Your instructions:
Quote all entries in full, exactly.

Record excerpts below:

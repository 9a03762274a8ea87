use std::fs;
use std::path::Path;

use anyhow::{Context, Result};
use colored::Colorize;

/// Ensure the `Licenses` output folder exists. When it already exists and
/// `clean_up` is set, recursively delete previously generated documents
/// (files whose name ends with `.<extension>`) so a stale entry cannot
/// survive a fresh run. Other files and the folder structure are left
/// untouched.
pub fn prepare_licenses_dir(
    dir: &Path,
    clean_up: bool,
    extension: &str,
    quiet: bool,
) -> Result<()> {
    if !dir.exists() {
        if !quiet {
            println!("Creating Licenses folder");
        }
        fs::create_dir_all(dir).with_context(|| format!("creating {}", dir.display()))?;
        return Ok(());
    }

    if clean_up {
        if !quiet {
            println!("Removing old license documents");
        }
        remove_documents(dir, &format!(".{extension}"));
    }

    Ok(())
}

/// Delete generated documents under `dir`. Failure to remove a single file
/// is reported and does not stop the rest of the cleanup.
fn remove_documents(dir: &Path, suffix: &str) {
    let entries = match fs::read_dir(dir) {
        Ok(entries) => entries,
        Err(err) => {
            eprintln!(
                "{} cannot read {}: {}",
                "warning:".yellow(),
                dir.display(),
                err
            );
            return;
        }
    };

    for entry in entries.flatten() {
        let path = entry.path();
        if entry.file_type().map(|t| t.is_dir()).unwrap_or(false) {
            remove_documents(&path, suffix);
        } else if entry.file_name().to_string_lossy().ends_with(suffix) {
            if let Err(err) = fs::remove_file(&path) {
                eprintln!(
                    "{} could not remove {}: {}",
                    "warning:".yellow(),
                    path.display(),
                    err
                );
            }
        }
    }
}
use anyhow::Result;
use regex::Regex;

/// Collapse redundant whitespace in raw license text.
///
/// Runs of two spaces collapse to one (single left-to-right pass), then soft
/// line wraps are joined: a line break with a non-whitespace character on
/// both sides, allowing horizontal whitespace in between, becomes a single
/// space. A blank line has no non-whitespace character adjacent to either
/// break, so paragraph separation is preserved.
pub fn normalize(raw: &str) -> Result<String> {
    let soft_wrap = Regex::new(r"(\S)[ \t]*\r?\n[ \t]*(\S)")?;

    let mut text = raw.replace("  ", " ");
    // One pass cannot join a run of three or more wrapped lines: the
    // trailing capture of one match is the leading capture of the next.
    // Every pass removes at least one line break, so this terminates.
    loop {
        let joined = soft_wrap.replace_all(&text, "$1 $2").into_owned();
        if joined == text {
            break;
        }
        text = joined;
    }
    Ok(text)
}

End of Record excerpts.

Response to the task:
repository 9a03762274a8ea87
use std::fs;
use std::path::Path;

use anyhow::{Context, Result};
use colored::Colorize;

/// Ensure the `Licenses` output folder exists. When it already exists and
/// `clean_up` is set, recursively delete previously generated documents
/// (files whose name ends with `.<extension>`) so a stale entry cannot
/// survive a fresh run. Other files and the folder structure are left
/// untouched.
pub fn prepare_licenses_dir(
    dir: &Path,
    clean_up: bool,
    extension: &str,
    quiet: bool,
) -> Result<()> {
    if !dir.exists() {
        if !quiet {
            println!("Creating Licenses folder");
        }
        fs::create_dir_all(dir).with_context(|| format!("creating {}", dir.display()))?;
        return Ok(());
    }

    if clean_up {
        if !quiet {
            println!("Removing old license documents");
        }
        remove_documents(dir, &format!(".{extension}"));
    }

    Ok(())
}

/// Delete generated documents under `dir`. Failure to remove a single file
/// is reported and does not stop the rest of the cleanup.
fn remove_documents(dir: &Path, suffix: &str) {
    let entries = match fs::read_dir(dir) {
        Ok(entries) => entries,
        Err(err) => {
            eprintln!(
                "{} cannot read {}: {}",
                "warning:".yellow(),
                dir.display(),
                err
            );
            return;
        }
    };

    for entry in entries.flatten() {
        let path = entry.path();
        if entry.file_type().map(|t| t.is_dir()).unwrap_or(false) {
            remove_documents(&path, suffix);
        } else if entry.file_name().to_string_lossy().ends_with(suffix) {
            if let Err(err) = fs::remove_file(&path) {
                eprintln!(
                    "{} could not remove {}: {}",
                    "warning:".yellow(),
                    path.display(),
                    err
                );
            }
        }
    }
}
use anyhow::Result;
use regex::Regex;

/// Collapse redundant whitespace in raw license text.
///
/// Runs of two spaces collapse to one (single left-to-right pass), then soft
/// line wraps are joined: a line break with a non-whitespace character on
/// both sides, allowing horizontal whitespace in between, becomes a single
/// space. A blank line has no non-whitespace character adjacent to either
/// break, so paragraph separation is preserved.
pub fn normalize(raw: &str) -> Result<String> {
    let soft_wrap = Regex::new(r"(\S)[ \t]*\r?\n[ \t]*(\S)")?;

    let mut text = raw.replace("  ", " ");
    // One pass cannot join a run of three or more wrapped lines: the
    // trailing capture of one match is the leading capture of the next.
    // Every pass removes at least one line break, so this terminates.
    loop {
        let joined = soft_wrap.replace_all(&text, "$1 $2").into_owned();
        if joined == text {
            break;
        }
        text = joined;
    }
    Ok(text)
}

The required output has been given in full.